- **Requirement**: Each line holding the string "types" is to be copied from the data.

┌──

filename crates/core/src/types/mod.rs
//! Core types for the Ilia Portal.
//!
//! This module provides type-safe wrappers for the portal's domain concepts.

pub mod directory;
pub mod email;
pub mod id;
pub mod news;
pub mod profile;
pub mod role;

pub use directory::{DirectoryPage, PageRequest, SortKey, SortOrder, total_pages};
pub use email::{Email, EmailError};
pub use id::*;
pub use news::{NewsDraft, NewsDraftError, NewsItem};
pub use profile::{DisplayName, DisplayNameError, Identity, Profile};
pub use role::{Role, RoleParseError};
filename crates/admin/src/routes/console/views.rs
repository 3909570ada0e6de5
//! View models for the console template.
//!
//! Everything the template prints is formatted here, so the template only
//! loops and branches.

use ilia_portal_core::{NewsItem, Profile, Role, SortKey, SortOrder};

use crate::console::{ConsoleView, DashboardSummary, Notice, Tab};

/// Characters of news content shown in the list.
const PREVIEW_CHARS: usize = 80;

#[derive(Debug, Clone)]
pub struct TabLink {
    pub value: &'static str,
    pub label: &'static str,
    pub active: bool,
}

impl TabLink {
    #[must_use]
    pub fn new(tab: Tab, active: Tab) -> Self {
        Self {
            value: tab.as_str(),
            label: tab.label(),
            active: tab == active,
        }
    }
}

#[derive(Debug, Clone)]
pub struct NoticeView {
    pub level: &'static str,
    pub message: String,
}

impl From<&Notice> for NoticeView {
    fn from(notice: &Notice) -> Self {
        Self {
            level: notice.level.as_str(),
            message: notice.message.clone(),
        }
    }
}

/// An `<option>` in a select box.
#[derive(Debug, Clone)]
pub struct SelectOption {
    pub value: &'static str,
    pub label: &'static str,
    pub selected: bool,
}

fn order_label(order: SortOrder) -> &'static str {
    match order {
        SortOrder::Asc => "Ascending",
        SortOrder::Desc => "Descending",
    }
}

/// Counts shown on the dashboard tab.
#[derive(Debug, Clone)]
pub struct DashboardPanel {
    pub total_users: String,
    pub total_news: String,
    pub published_news: String,
    pub page: String,
    pub page_size: u32,
    pub sort: String,
}

fn count_or_dash<T: ToString>(value: Option<T>) -> String {
    value.map_or_else(|| "-".to_string(), |v| v.to_string())
}

impl From<&DashboardSummary> for DashboardPanel {
    fn from(summary: &DashboardSummary) -> Self {
        Self {
            total_users: count_or_dash(summary.total_users),
            total_news: count_or_dash(summary.total_news),
            published_news: count_or_dash(summary.published_news),
            page: format!("{} / {}", summary.current_page, summary.total_pages),
            page_size: summary.page_size,
            sort: format!(
                "{}, {}",
                summary.sort_key.label(),
                order_label(summary.sort_order).to_lowercase()
            ),
        }
    }
}

#[derive(Debug, Clone)]
pub struct UserRow {
    pub id: String,
    pub display_name: String,
    /// Role value posted back with the toggle.
    pub role: &'static str,
    pub toggle_label: &'static str,
    pub created_at: String,
    pub is_admin: bool,
    pub is_viewer: bool,
}

impl UserRow {
    fn new(profile: &Profile, viewer: &Profile) -> Self {
        Self {
            id: profile.id.to_string(),
            display_name: profile.display_name().unwrap_or("(no name)").to_string(),
            role: profile.role.as_str(),
            toggle_label: match profile.role.toggled() {
                Role::Admin => "Make admin",
                Role::User => "Make user",
            },
            created_at: profile.created_at.format("%Y-%m-%d %H:%M").to_string(),
            is_admin: profile.is_admin(),
            is_viewer: profile.id == viewer.id,
        }
    }
}

/// The user directory tab.
#[derive(Debug, Clone)]
pub struct UsersPanel {
    pub loaded: bool,
    pub rows: Vec<UserRow>,
    pub page: u32,
    pub total_pages: u32,
    pub total_count: u64,
    pub has_previous: bool,
    pub has_next: bool,
    pub sort_keys: Vec<SelectOption>,
    pub sort_orders: Vec<SelectOption>,
}

impl From<&ConsoleView> for UsersPanel {
    fn from(view: &ConsoleView) -> Self {
        let page = &view.directory;
        Self {
            loaded: view.directory_loaded,
            rows: page
                .items
                .iter()
                .map(|profile| UserRow::new(profile, &view.viewer))
                .collect(),
            page: page.page,
            total_pages: page.total_pages(),
            total_count: page.total_count,
            has_previous: page.has_previous(),
            has_next: page.has_next(),
            sort_keys: SortKey::ALL
                .into_iter()
                .map(|key| SelectOption {
                    value: key.as_str(),
                    label: key.label(),
                    selected: key == page.sort_key,
                })
                .collect(),
            sort_orders: [SortOrder::Desc, SortOrder::Asc]
                .into_iter()
                .map(|order| SelectOption {
                    value: order.as_str(),
                    label: order_label(order),
                    selected: order == page.sort_order,
                })
                .collect(),
        }
    }
}

#[derive(Debug, Clone)]
pub struct NewsRow {
    pub id: String,
    pub title: String,
    pub preview: String,
    pub created_at: String,
    pub is_published: bool,
    pub publish_label: &'static str,
    pub pending_delete: bool,
    pub being_edited: bool,
}

impl NewsRow {
    fn new(item: &NewsItem, view: &ConsoleView) -> Self {
        Self {
            id: item.id.to_string(),
            title: item.title.clone(),
            preview: preview(&item.content),
            created_at: item.created_at.format("%Y-%m-%d %H:%M").to_string(),
            is_published: item.is_published,
            publish_label: if item.is_published {
                "Unpublish"
            } else {
                "Publish"
            },
            pending_delete: view.pending_delete == Some(item.id),
            being_edited: view.buffer.editing_id == Some(item.id),
        }
    }
}

fn preview(content: &str) -> String {
    let mut chars = content.chars();
    let head: String = chars.by_ref().take(PREVIEW_CHARS).collect();
    if chars.next().is_some() {
        format!("{head}…")
    } else {
        head
    }
}

/// The edit buffer as a form.
#[derive(Debug, Clone)]
pub struct EditorView {
    pub heading: &'static str,
    pub submit_label: &'static str,
    pub title: String,
    pub content: String,
    /// Posted back with the form so an update stays an update.
    pub editing_id: Option<String>,
    pub is_editing: bool,
}

/// The news tab.
#[derive(Debug, Clone)]
pub struct NewsPanel {
    pub loaded: bool,
    pub rows: Vec<NewsRow>,
    pub editor: EditorView,
}

impl From<&ConsoleView> for NewsPanel {
    fn from(view: &ConsoleView) -> Self {
        let is_editing = view.buffer.is_editing();
        Self {
            loaded: view.news_loaded,
            rows: view.news.iter().map(|item| NewsRow::new(item, view)).collect(),
            editor: EditorView {
                heading: if is_editing { "Edit news" } else { "New news" },
                submit_label: if is_editing { "Update" } else { "Create" },
                title: view.buffer.title.clone(),
                content: view.buffer.content.clone(),
                editing_id: view.buffer.editing_id.map(|id| id.to_string()),
                is_editing,
            },
        }
    }
}

#[cfg(test)]
#[allow(clippy::unwrap_used, clippy::indexing_slicing)]
mod tests {
    use super::*;
    use chrono::Utc;
    use ilia_portal_core::{DirectoryPage, IdentityId, NewsId};

    use crate::console::EditBuffer;

    fn profile(role: Role, name: Option<&str>) -> Profile {
        Profile {
            id: IdentityId::random(),
            display_name: name.map(str::to_string),
            role,
            created_at: Utc::now(),
        }
    }

    fn console_view(viewer: Profile, users: Vec<Profile>, news: Vec<NewsItem>) -> ConsoleView {
        let directory = DirectoryPage {
            page: 1,
            page_size: 10,
            sort_key: SortKey::default(),
            sort_order: SortOrder::default(),
            total_count: users.len() as u64,
            items: users,
        };
        ConsoleView {
            tab: Tab::Users,
            viewer,
            summary: DashboardSummary {
                total_users: Some(directory.total_count),
                total_news: Some(news.len()),
                published_news: Some(news.iter().filter(|n| n.is_published).count()),
                current_page: 1,
                total_pages: directory.total_pages(),
                page_size: 10,
                sort_key: SortKey::default(),
                sort_order: SortOrder::default(),
            },
            directory,
            directory_loaded: true,
            news,
            news_loaded: true,
            buffer: EditBuffer::default(),
            pending_delete: None,
            notices: Vec::new(),
        }
    }

    #[test]
    fn test_user_rows_offer_the_other_role() {
        let viewer = profile(Role::Admin, Some("Ilia"));
        let member = profile(Role::User, None);
        let view = console_view(viewer.clone(), vec![viewer, member], Vec::new());

        let panel = UsersPanel::from(&view);
        assert_eq!(panel.rows[0].toggle_label, "Make user");
        assert!(panel.rows[0].is_viewer);
        assert_eq!(panel.rows[1].toggle_label, "Make admin");
        assert_eq!(panel.rows[1].display_name, "(no name)");
        assert_eq!(panel.sort_keys.iter().filter(|o| o.selected).count(), 1);
    }

    #[test]
    fn test_news_rows_mark_pending_delete_and_edit() {
        let item = NewsItem {
            id: NewsId::random(),
            title: "Title".to_string(),
            content: "x".repeat(PREVIEW_CHARS + 5),
            created_at: Utc::now(),
            is_published: false,
        };
        let mut view = console_view(profile(Role::Admin, None), Vec::new(), vec![item.clone()]);
        view.pending_delete = Some(item.id);
        view.buffer = EditBuffer {
            title: item.title.clone(),
            content: item.content.clone(),
            editing_id: Some(item.id),
        };

        let panel = NewsPanel::from(&view);
        let row = &panel.rows[0];
        assert!(row.pending_delete);
        assert!(row.being_edited);
        assert_eq!(row.publish_label, "Publish");
        assert_eq!(row.preview.chars().count(), PREVIEW_CHARS + 1);
        assert_eq!(panel.editor.submit_label, "Update");
        assert_eq!(panel.editor.editing_id, Some(item.id.to_string()));
    }

    #[test]
    fn test_dashboard_shows_dash_until_loaded() {
        let summary = DashboardSummary {
            total_users: None,
            total_news: Some(4),
            published_news: Some(1),
            current_page: 1,
            total_pages: 1,
            page_size: 10,
            sort_key: SortKey::CreatedAt,
            sort_order: SortOrder::Desc,
        };
        let panel = DashboardPanel::from(&summary);
        assert_eq!(panel.total_users, "-");
        assert_eq!(panel.total_news, "4");
        assert_eq!(panel.sort, "Created, descending");
    }
}
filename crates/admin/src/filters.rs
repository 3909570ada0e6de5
//! Custom Askama template filters.

#![allow(clippy::unnecessary_wraps)]

use std::fmt::Display;

/// Returns the current year.
///
/// Usage in templates: `{{ ""|current_year }}`
#[allow(clippy::unnecessary_wraps)]
#[askama::filter_fn]
pub fn current_year(_value: impl Display, _env: &dyn askama::Values) -> askama::Result<i32> {
    use chrono::Datelike;
    Ok(chrono::Utc::now().year())
}
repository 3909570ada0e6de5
//! Unified error handling for the portal.

use axum::{
    http::StatusCode,
    response::{IntoResponse, Response},
};
use thiserror::Error;

use crate::baas::BaasError;
use crate::services::{PortalAuthError, ProfileError};

/// Application-level error type for the portal.
#[derive(Debug, Error)]
pub enum AppError {
    /// Backend call failed.
    #[error("Backend error: {0}")]
    Baas(#[from] BaasError),

    /// Sign-in or sign-out failed.
    #[error("Auth error: {0}")]
    Auth(#[from] PortalAuthError),

    /// Profile operation failed.
    #[error("Profile error: {0}")]
    Profile(#[from] ProfileError),

    /// Session store could not be read or written.
    #[error("Session error: {0}")]
    Session(#[from] tower_sessions::session::Error),

    /// Resource not found.
    #[error("Not found: {0}")]
    NotFound(String),

    /// Caller is not signed in.
    #[error("Unauthorized: {0}")]
    Unauthorized(String),

    /// Bad request from client.
    #[error("Bad request: {0}")]
    BadRequest(String),

    /// Internal server error.
    #[error("Internal error: {0}")]
    Internal(String),
}

impl AppError {
    fn status(&self) -> StatusCode {
        match self {
            Self::Baas(e) => baas_status(e),
            Self::Auth(PortalAuthError::Backend(e)) => baas_status(e),
            Self::Auth(PortalAuthError::InvalidCredentials) | Self::Unauthorized(_) => {
                StatusCode::UNAUTHORIZED
            }
            Self::Auth(_) | Self::BadRequest(_) => StatusCode::BAD_REQUEST,
            Self::Profile(e) if e.is_validation() => StatusCode::BAD_REQUEST,
            Self::Profile(ProfileError::NotFound) | Self::NotFound(_) => StatusCode::NOT_FOUND,
            Self::Profile(ProfileError::Backend(e)) => baas_status(e),
            Self::Profile(_) | Self::Session(_) | Self::Internal(_) => {
                StatusCode::INTERNAL_SERVER_ERROR
            }
        }
    }
}

fn baas_status(error: &BaasError) -> StatusCode {
    match error {
        BaasError::Unauthorized | BaasError::InvalidCredentials => StatusCode::UNAUTHORIZED,
        BaasError::Forbidden(_) => StatusCode::FORBIDDEN,
        BaasError::NotFound(_) => StatusCode::NOT_FOUND,
        _ => StatusCode::BAD_GATEWAY,
    }
}

impl IntoResponse for AppError {
    fn into_response(self) -> Response {
        let status = self.status();

        // Log server errors with Sentry
        if status.is_server_error() {
            let event_id = sentry::capture_error(&self);
            tracing::error!(
                error = %self,
                sentry_event_id = %event_id,
                "Portal request error"
            );
        }

        // Don't expose internal error details to clients
        let message = match status {
            StatusCode::INTERNAL_SERVER_ERROR => "Internal server error".to_string(),
            StatusCode::BAD_GATEWAY => "Backend service error".to_string(),
            _ => self.to_string(),
        };

        (status, message).into_response()
    }
}

/// Set the Sentry user context from a signed-in identity.
pub fn set_sentry_user(identity_id: &str, email: Option<&str>) {
    sentry::configure_scope(|scope| {
        scope.set_user(Some(sentry::User {
            id: Some(identity_id.to_string()),
            email: email.map(String::from),
            ..Default::default()
        }));
    });
}

/// Clear the Sentry user context.
pub fn clear_sentry_user() {
    sentry::configure_scope(|scope| {
        scope.set_user(None);
    });
}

└──

- **Solution for this problem**:
filename crates/core/src/types/mod.rs
//! Core types for the Ilia Portal.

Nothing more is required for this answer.